Une équipe de chercheurs polonais a développé une nouvelle méthode pour mesurer les signaux térahertz insaisissables en utilisant une « antenne quantique ». Les auteurs de l’étude ont utilisé un nouveau dispositif de détection d’ondes radio avec des atomes de Rydberg pour non seulement détecter, mais aussi calibrer avec précision un peigne de fréquences dans la bande térahertz. Cette bande était jusqu’à récemment une zone blanche du spectre électromagnétique, et la solution décrite dans la prestigieuse revue Optica ouvre la voie à une spectroscopie ultrasensible et à une nouvelle génération de capteurs quantiques fonctionnant à température ambiante.
Le rayonnement térahertz (THz), faisant partie du spectre électromagnétique, se situe à la frontière de l’électronique et de l’optique, positionné entre les micro-ondes (utilisées, par exemple, dans le Wi-Fi) et l’infrarouge.
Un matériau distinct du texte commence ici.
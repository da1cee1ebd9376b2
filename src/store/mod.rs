//! Vector store abstraction.
//!
//! The [`VectorStore`] trait is everything the indexing pipeline and the
//! query path need from persistence. Records are addressed by an id derived
//! from their logical path ([`derive_id`]), which makes writes idempotent:
//! re-indexing a file overwrites its chunks instead of duplicating them.
//!
//! | Method | Purpose | Failure mode |
//! |--------|---------|--------------|
//! | [`upsert_batch`](VectorStore::upsert_batch) | insert-or-replace a batch in one transaction | propagates |
//! | [`query`](VectorStore::query) | nearest neighbours by cosine distance | empty list, counted |
//! | [`get_by_logical_path`](VectorStore::get_by_logical_path) | point lookup | propagates |
//! | [`delete`](VectorStore::delete) | remove a note or a single chunk | propagates |
//! | [`collection_stats`](VectorStore::collection_stats) | record count | zero count |
//! | [`chunks_for_source`](VectorStore::chunks_for_source) | every chunk of one file | propagates |
//!
//! Implementations: [`SqliteStore`] for the real index and [`InMemoryStore`]
//! for tests and throwaway runs.

pub mod memory;
pub mod sqlite;

pub use memory::InMemoryStore;
pub use sqlite::SqliteStore;

use std::collections::{HashMap, HashSet};

use async_trait::async_trait;
use sha2::{Digest, Sha256};

use crate::error::StoreError;
use crate::models::{ChunkHit, ChunkRecord, CollectionStats, StoredChunk};

/// Name reported by [`VectorStore::collection_stats`].
pub const COLLECTION_NAME: &str = "vault_documents";

#[async_trait]
pub trait VectorStore: Send + Sync {
    /// Insert or replace `chunks` by id, atomically.
    ///
    /// For every source file present in the batch, chunks of that file whose
    /// ids are not in the batch are removed in the same transaction, so a
    /// file that shrinks does not leave stale `#n` chunks behind.
    async fn upsert_batch(&self, chunks: &[ChunkRecord]) -> Result<(), StoreError>;

    /// Up to `limit` nearest neighbours of `vector`, closest first.
    ///
    /// Never fails. On an internal error, or when `vector` does not match
    /// the dimension of the stored vectors, the result is empty, the error
    /// is logged, and [`query_failures`](VectorStore::query_failures) is
    /// incremented.
    async fn query(&self, vector: &[f32], limit: usize) -> Vec<ChunkHit>;

    async fn get_by_logical_path(&self, path: &str) -> Result<Option<StoredChunk>, StoreError>;

    /// Remove the record whose id derives from `path`, plus every chunk
    /// whose source file is `path`. Returns whether anything was removed.
    async fn delete(&self, path: &str) -> Result<bool, StoreError>;

    /// Never fails; reports a zero count on internal error.
    async fn collection_stats(&self) -> CollectionStats;

    /// All chunks of one source file, ordered by chunk index.
    async fn chunks_for_source(&self, source_path: &str) -> Result<Vec<StoredChunk>, StoreError>;

    /// Number of [`query`](VectorStore::query) calls that failed internally.
    fn query_failures(&self) -> u64;

    /// Release backing resources.
    async fn close(&self) {}
}

/// Deterministic record id: lowercase hex SHA-256 of the logical path.
pub fn derive_id(logical_path: &str) -> String {
    let mut hasher = Sha256::new();
    hasher.update(logical_path.as_bytes());
    format!("{:x}", hasher.finalize())
}

/// Reject empty vectors and any vector whose dimension differs from the
/// store's (`existing`) or from the rest of the batch.
pub(crate) fn check_dimensions(
    existing: Option<usize>,
    chunks: &[ChunkRecord],
) -> Result<(), StoreError> {
    let mut expected = existing;
    for chunk in chunks {
        let actual = chunk.embedding.len();
        if actual == 0 {
            return Err(StoreError::EmptyEmbedding {
                id: chunk.id.clone(),
            });
        }
        match expected {
            Some(dims) if dims != actual => {
                return Err(StoreError::DimensionMismatch {
                    expected: dims,
                    actual,
                })
            }
            Some(_) => {}
            None => expected = Some(actual),
        }
    }
    Ok(())
}

/// Ids to keep per source file present in a batch.
pub(crate) fn kept_ids_by_source(chunks: &[ChunkRecord]) -> HashMap<&str, HashSet<&str>> {
    let mut kept: HashMap<&str, HashSet<&str>> = HashMap::new();
    for chunk in chunks {
        kept.entry(chunk.source_path.as_str())
            .or_default()
            .insert(chunk.id.as_str());
    }
    kept
}

/// Sort by ascending distance and keep the closest `limit`.
pub(crate) fn rank_hits(mut hits: Vec<ChunkHit>, limit: usize) -> Vec<ChunkHit> {
    hits.sort_by(|a, b| {
        a.distance
            .partial_cmp(&b.distance)
            .unwrap_or(std::cmp::Ordering::Equal)
    });
    hits.truncate(limit);
    hits
}
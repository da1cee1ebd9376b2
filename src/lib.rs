//! # Vault Search
//!
//! Semantic search over a folder of markdown notes.
//!
//! Notes are split into overlapping chunks, embedded by a local Ollama
//! model, and stored with their vectors in SQLite. Queries are embedded the
//! same way and answered by cosine distance.
//!
//! ## Architecture
//!
//! ```text
//! ┌─────────────┐   ┌──────────────────┐   ┌──────────────┐
//! │   Vault     │──▶│ Indexer          │──▶│ VectorStore  │
//! │  *.md files │   │ hash·chunk·embed │   │ SQLite BLOBs │
//! └─────────────┘   └────────┬─────────┘   └──────┬───────┘
//!                            │ Ollama             │
//!                            ▼                    ▼
//!                       ┌──────────┐   ┌──────────────────────┐
//!                       │ search   │◀──│ VaultSearch service  │
//!                       └──────────┘   └──┬────────┬────────┬─┘
//!                                         ▼        ▼        ▼
//!                                       CLI   HTTP API   MCP tools
//! ```
//!
//! ## Modules
//!
//! | Module | Purpose |
//! |--------|---------|
//! | [`config`] | TOML configuration parsing |
//! | [`models`] | Core data types |
//! | [`error`] | Typed errors |
//! | [`embedding`] | Embedding provider trait, Ollama client, vector helpers |
//! | [`store`] | Vector store trait with SQLite and in-memory backends |
//! | [`db`] | SQLite connection |
//! | [`migrate`] | Schema creation |
//! | [`chunk`] | Overlapping text chunking |
//! | [`discover`] | Vault file discovery |
//! | [`indexer`] | The indexing pipeline |
//! | [`search`] | The query path |
//! | [`stats`] | Index statistics |
//! | [`service`] | Application facade shared by every surface |
//! | [`scheduler`] | Periodic reindexing |
//! | [`tools`] | Agent tool registry |
//! | [`mcp`] | MCP bridge |
//! | [`server`] | HTTP server |

pub mod chunk;
pub mod config;
pub mod db;
pub mod discover;
pub mod embedding;
pub mod error;
pub mod indexer;
pub mod mcp;
pub mod migrate;
pub mod models;
pub mod scheduler;
pub mod search;
pub mod server;
pub mod service;
pub mod stats;
pub mod store;
pub mod tools;
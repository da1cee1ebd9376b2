//! SQLite-backed [`VectorStore`].
//!
//! Vectors are stored as little-endian `f32` BLOBs next to the chunk text
//! and its JSON metadata. Queries are a brute-force cosine scan over every
//! row, which is fine for a personal notes vault.

use std::path::Path;
use std::sync::atomic::{AtomicU64, Ordering};

use async_trait::async_trait;
use sqlx::sqlite::SqliteRow;
use sqlx::{Row, SqlitePool};
use tracing::{debug, error};

use crate::db;
use crate::embedding::{blob_to_vec, cosine_distance, vec_to_blob};
use crate::error::StoreError;
use crate::migrate;
use crate::models::{ChunkHit, ChunkMetadata, ChunkRecord, CollectionStats, StoredChunk};

use super::{check_dimensions, derive_id, kept_ids_by_source, rank_hits, VectorStore, COLLECTION_NAME};

pub struct SqliteStore {
    pool: SqlitePool,
    query_failures: AtomicU64,
}

impl SqliteStore {
    /// Open the database at `path`, creating the file and schema if needed.
    pub async fn open(path: &Path) -> Result<Self, StoreError> {
        let pool = db::connect(path).await?;
        migrate::ensure_schema(&pool).await?;
        Ok(Self::from_pool(pool))
    }

    /// Wrap a pool whose schema is already in place.
    pub fn from_pool(pool: SqlitePool) -> Self {
        Self {
            pool,
            query_failures: AtomicU64::new(0),
        }
    }

    async fn scan(&self, vector: &[f32], limit: usize) -> Result<Vec<ChunkHit>, StoreError> {
        let rows = sqlx::query(
            "SELECT id, logical_path, content, metadata_json, embedding FROM chunks",
        )
        .fetch_all(&self.pool)
        .await?;

        let mut hits = Vec::with_capacity(rows.len());
        for row in &rows {
            let blob: Vec<u8> = row.try_get("embedding")?;
            let stored = blob_to_vec(&blob);
            if stored.len() != vector.len() {
                return Err(StoreError::DimensionMismatch {
                    expected: stored.len(),
                    actual: vector.len(),
                });
            }
            let metadata_json: String = row.try_get("metadata_json")?;
            hits.push(ChunkHit {
                id: row.try_get("id")?,
                logical_path: row.try_get("logical_path")?,
                content: row.try_get("content")?,
                metadata: serde_json::from_str(&metadata_json)?,
                distance: cosine_distance(vector, &stored),
            });
        }

        Ok(rank_hits(hits, limit))
    }
}

fn row_to_chunk(row: &SqliteRow) -> Result<StoredChunk, StoreError> {
    let metadata_json: String = row.try_get("metadata_json")?;
    let metadata: ChunkMetadata = serde_json::from_str(&metadata_json)?;
    Ok(StoredChunk {
        id: row.try_get("id")?,
        logical_path: row.try_get("logical_path")?,
        source_path: row.try_get("source_path")?,
        content: row.try_get("content")?,
        metadata,
    })
}

#[async_trait]
impl VectorStore for SqliteStore {
    async fn upsert_batch(&self, chunks: &[ChunkRecord]) -> Result<(), StoreError> {
        if chunks.is_empty() {
            return Ok(());
        }

        let existing: Option<i64> = sqlx::query_scalar("SELECT dims FROM chunks LIMIT 1")
            .fetch_optional(&self.pool)
            .await?;
        check_dimensions(existing.map(|d| d as usize), chunks)?;

        let mut tx = self.pool.begin().await?;

        for chunk in chunks {
            let metadata_json = serde_json::to_string(&chunk.metadata)?;
            sqlx::query(
                r#"
                INSERT INTO chunks (id, logical_path, source_path, chunk_index, content,
                                    content_hash, metadata_json, embedding, dims, indexed_at)
                VALUES (?, ?, ?, ?, ?, ?, ?, ?, ?, ?)
                ON CONFLICT(id) DO UPDATE SET
                    logical_path = excluded.logical_path,
                    source_path = excluded.source_path,
                    chunk_index = excluded.chunk_index,
                    content = excluded.content,
                    content_hash = excluded.content_hash,
                    metadata_json = excluded.metadata_json,
                    embedding = excluded.embedding,
                    dims = excluded.dims,
                    indexed_at = excluded.indexed_at
                "#,
            )
            .bind(&chunk.id)
            .bind(&chunk.logical_path)
            .bind(&chunk.source_path)
            .bind(chunk.metadata.chunk_index as i64)
            .bind(&chunk.content)
            .bind(&chunk.metadata.content_hash)
            .bind(&metadata_json)
            .bind(vec_to_blob(&chunk.embedding))
            .bind(chunk.embedding.len() as i64)
            .bind(&chunk.metadata.indexed_at)
            .execute(&mut *tx)
            .await?;
        }

        for (source_path, keep) in kept_ids_by_source(chunks) {
            let ids: Vec<String> = sqlx::query_scalar("SELECT id FROM chunks WHERE source_path = ?")
                .bind(source_path)
                .fetch_all(&mut *tx)
                .await?;
            for stale in ids.iter().filter(|id| !keep.contains(id.as_str())) {
                sqlx::query("DELETE FROM chunks WHERE id = ?")
                    .bind(stale)
                    .execute(&mut *tx)
                    .await?;
                debug!(source = %source_path, id = %stale, "removed stale chunk");
            }
        }

        tx.commit().await?;
        Ok(())
    }

    async fn query(&self, vector: &[f32], limit: usize) -> Vec<ChunkHit> {
        match self.scan(vector, limit).await {
            Ok(hits) => hits,
            Err(e) => {
                self.query_failures.fetch_add(1, Ordering::Relaxed);
                error!(error = %e, "vector query failed");
                Vec::new()
            }
        }
    }

    async fn get_by_logical_path(&self, path: &str) -> Result<Option<StoredChunk>, StoreError> {
        let row = sqlx::query(
            "SELECT id, logical_path, source_path, content, metadata_json FROM chunks WHERE id = ?",
        )
        .bind(derive_id(path))
        .fetch_optional(&self.pool)
        .await?;

        row.as_ref().map(row_to_chunk).transpose()
    }

    async fn delete(&self, path: &str) -> Result<bool, StoreError> {
        let result = sqlx::query("DELETE FROM chunks WHERE id = ? OR source_path = ?")
            .bind(derive_id(path))
            .bind(path)
            .execute(&self.pool)
            .await?;
        Ok(result.rows_affected() > 0)
    }

    async fn collection_stats(&self) -> CollectionStats {
        let count = match sqlx::query_scalar::<_, i64>("SELECT COUNT(*) FROM chunks")
            .fetch_one(&self.pool)
            .await
        {
            Ok(n) => n.max(0) as u64,
            Err(e) => {
                error!(error = %e, "failed to count chunks");
                0
            }
        };
        CollectionStats {
            count,
            name: COLLECTION_NAME.to_string(),
        }
    }

    async fn chunks_for_source(&self, source_path: &str) -> Result<Vec<StoredChunk>, StoreError> {
        let rows = sqlx::query(
            r#"
            SELECT id, logical_path, source_path, content, metadata_json
            FROM chunks
            WHERE source_path = ?
            ORDER BY chunk_index ASC
            "#,
        )
        .bind(source_path)
        .fetch_all(&self.pool)
        .await?;

        rows.iter().map(row_to_chunk).collect()
    }

    fn query_failures(&self) -> u64 {
        self.query_failures.load(Ordering::Relaxed)
    }

    async fn close(&self) {
        self.pool.close().await;
    }
}
//! In-memory [`VectorStore`] for tests and ephemeral runs.
//!
//! Records live in a `HashMap` behind `std::sync::RwLock`. Queries are a
//! brute-force cosine scan, same as the SQLite store.

use std::collections::HashMap;
use std::sync::atomic::{AtomicU64, Ordering};
use std::sync::{PoisonError, RwLock};

use async_trait::async_trait;
use tracing::error;

use crate::embedding::cosine_distance;
use crate::error::StoreError;
use crate::models::{ChunkHit, ChunkRecord, CollectionStats, StoredChunk};

use super::{check_dimensions, derive_id, kept_ids_by_source, rank_hits, VectorStore, COLLECTION_NAME};

pub struct InMemoryStore {
    records: RwLock<HashMap<String, ChunkRecord>>,
    query_failures: AtomicU64,
}

impl InMemoryStore {
    pub fn new() -> Self {
        Self {
            records: RwLock::new(HashMap::new()),
            query_failures: AtomicU64::new(0),
        }
    }

    fn scan(&self, vector: &[f32], limit: usize) -> Result<Vec<ChunkHit>, StoreError> {
        let records = self.records.read().unwrap_or_else(PoisonError::into_inner);
        let mut hits = Vec::with_capacity(records.len());
        for r in records.values() {
            if r.embedding.len() != vector.len() {
                return Err(StoreError::DimensionMismatch {
                    expected: r.embedding.len(),
                    actual: vector.len(),
                });
            }
            hits.push(ChunkHit {
                id: r.id.clone(),
                logical_path: r.logical_path.clone(),
                content: r.content.clone(),
                metadata: r.metadata.clone(),
                distance: cosine_distance(vector, &r.embedding),
            });
        }
        Ok(rank_hits(hits, limit))
    }
}

impl Default for InMemoryStore {
    fn default() -> Self {
        Self::new()
    }
}

fn to_stored(record: &ChunkRecord) -> StoredChunk {
    StoredChunk {
        id: record.id.clone(),
        logical_path: record.logical_path.clone(),
        source_path: record.source_path.clone(),
        content: record.content.clone(),
        metadata: record.metadata.clone(),
    }
}

#[async_trait]
impl VectorStore for InMemoryStore {
    async fn upsert_batch(&self, chunks: &[ChunkRecord]) -> Result<(), StoreError> {
        let mut records = self.records.write().unwrap_or_else(PoisonError::into_inner);

        let existing = records.values().next().map(|r| r.embedding.len());
        check_dimensions(existing, chunks)?;

        for (source_path, keep) in kept_ids_by_source(chunks) {
            records.retain(|id, r| r.source_path != source_path || keep.contains(id.as_str()));
        }
        for chunk in chunks {
            records.insert(chunk.id.clone(), chunk.clone());
        }
        Ok(())
    }

    async fn query(&self, vector: &[f32], limit: usize) -> Vec<ChunkHit> {
        match self.scan(vector, limit) {
            Ok(hits) => hits,
            Err(e) => {
                self.query_failures.fetch_add(1, Ordering::Relaxed);
                error!(error = %e, "vector query failed");
                Vec::new()
            }
        }
    }

    async fn get_by_logical_path(&self, path: &str) -> Result<Option<StoredChunk>, StoreError> {
        let records = self.records.read().unwrap_or_else(PoisonError::into_inner);
        Ok(records.get(&derive_id(path)).map(to_stored))
    }

    async fn delete(&self, path: &str) -> Result<bool, StoreError> {
        let mut records = self.records.write().unwrap_or_else(PoisonError::into_inner);
        let id = derive_id(path);
        let before = records.len();
        records.retain(|key, r| *key != id && r.source_path != path);
        Ok(records.len() < before)
    }

    async fn collection_stats(&self) -> CollectionStats {
        let records = self.records.read().unwrap_or_else(PoisonError::into_inner);
        CollectionStats {
            count: records.len() as u64,
            name: COLLECTION_NAME.to_string(),
        }
    }

    async fn chunks_for_source(&self, source_path: &str) -> Result<Vec<StoredChunk>, StoreError> {
        let records = self.records.read().unwrap_or_else(PoisonError::into_inner);
        let mut chunks: Vec<StoredChunk> = records
            .values()
            .filter(|r| r.source_path == source_path)
            .map(to_stored)
            .collect();
        chunks.sort_by_key(|c| c.metadata.chunk_index);
        Ok(chunks)
    }

    fn query_failures(&self) -> u64 {
        self.query_failures.load(Ordering::Relaxed)
    }
}
//! Core data models that flow through indexing and retrieval.
//!
//! A markdown file becomes one or more [`ChunkRecord`]s. Each record is
//! addressed by its *logical path*: the file path itself when the file fits
//! in a single chunk, or `path#<index>` when it was split.

use serde::{Deserialize, Serialize};

/// Per-chunk metadata, stored as JSON alongside the vector.
#[derive(Debug, Clone, PartialEq, Serialize, Deserialize)]
pub struct ChunkMetadata {
    pub file_path: String,
    pub file_name: String,
    pub file_size: u64,
    /// RFC 3339, UTC.
    pub modified_at: String,
    /// RFC 3339, UTC. Falls back to the modification time on filesystems
    /// that do not report creation time.
    pub created_at: String,
    /// SHA-256 of the whole file. Identical across all chunks of a file.
    pub content_hash: String,
    pub chunk_index: usize,
    pub total_chunks: usize,
    /// Length of this chunk in characters.
    pub chunk_size: usize,
    pub indexed_at: String,
}

/// A chunk ready to be written to the vector store.
#[derive(Debug, Clone)]
pub struct ChunkRecord {
    pub id: String,
    pub logical_path: String,
    pub source_path: String,
    pub content: String,
    pub embedding: Vec<f32>,
    pub metadata: ChunkMetadata,
}

/// A chunk as read back from the store, without its vector.
#[derive(Debug, Clone, Serialize)]
pub struct StoredChunk {
    pub id: String,
    pub logical_path: String,
    pub source_path: String,
    pub content: String,
    pub metadata: ChunkMetadata,
}

/// A nearest-neighbour match.
#[derive(Debug, Clone, Serialize)]
pub struct ChunkHit {
    pub id: String,
    pub logical_path: String,
    pub content: String,
    pub metadata: ChunkMetadata,
    /// Cosine distance (`1 - cosine similarity`); smaller is closer.
    pub distance: f32,
}

/// Counters reported by one index run.
#[derive(Debug, Clone, Copy, Default, PartialEq, Eq, Serialize)]
pub struct IndexRunResult {
    pub processed: usize,
    pub skipped: usize,
    pub errors: usize,
    pub total_files: usize,
}

#[derive(Debug, Clone, PartialEq, Eq, Serialize)]
pub struct CollectionStats {
    pub count: u64,
    pub name: String,
}

#[derive(Debug, Clone, PartialEq, Eq, Serialize)]
pub struct VaultStats {
    pub total_files: usize,
    pub total_size_bytes: u64,
    pub vault_path: String,
}

/// All chunks of one note, reassembled for display.
#[derive(Debug, Clone, Serialize)]
pub struct DocumentView {
    pub file_path: String,
    pub total_chunks: usize,
    pub content: String,
    pub chunks: Vec<StoredChunk>,
}

impl DocumentView {
    pub fn from_chunks(file_path: &str, chunks: Vec<StoredChunk>) -> Self {
        let content = chunks
            .iter()
            .map(|c| c.content.as_str())
            .collect::<Vec<_>>()
            .join("\n\n");
        Self {
            file_path: file_path.to_string(),
            total_chunks: chunks.len(),
            content,
            chunks,
        }
    }
}

/// Logical path for chunk `index` of a file that produced `total` chunks.
pub fn logical_path(file_path: &str, index: usize, total: usize) -> String {
    if total > 1 {
        format!("{}#{}", file_path, index)
    } else {
        file_path.to_string()
    }
}

/// Strip a trailing `#<digits>` chunk suffix, if any.
///
/// Only an all-digit suffix is removed, so headings-style anchors in file
/// names (`notes#todo.md`) are left alone.
pub fn strip_chunk_suffix(path: &str) -> &str {
    match path.rsplit_once('#') {
        Some((base, suffix))
            if !base.is_empty()
                && !suffix.is_empty()
                && suffix.bytes().all(|b| b.is_ascii_digit()) =>
        {
            base
        }
        _ => path,
    }
}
Bien qu’il présente un potentiel immense – de l’inspection de colis sans rayons X nocifs, en passant par la communication 6G ultra-rapide, jusqu’à la spectroscopie et l’imagerie de composés organiques – son utilisation pratique pour des mesures précises et sensibles reste un défi technique majeur. Ces dernières années ont apporté d’énormes progrès tant dans la détection que dans la génération de ce rayonnement, mais la mesure précise d’un peigne de fréquences n’avait pas été réalisée jusqu’à présent.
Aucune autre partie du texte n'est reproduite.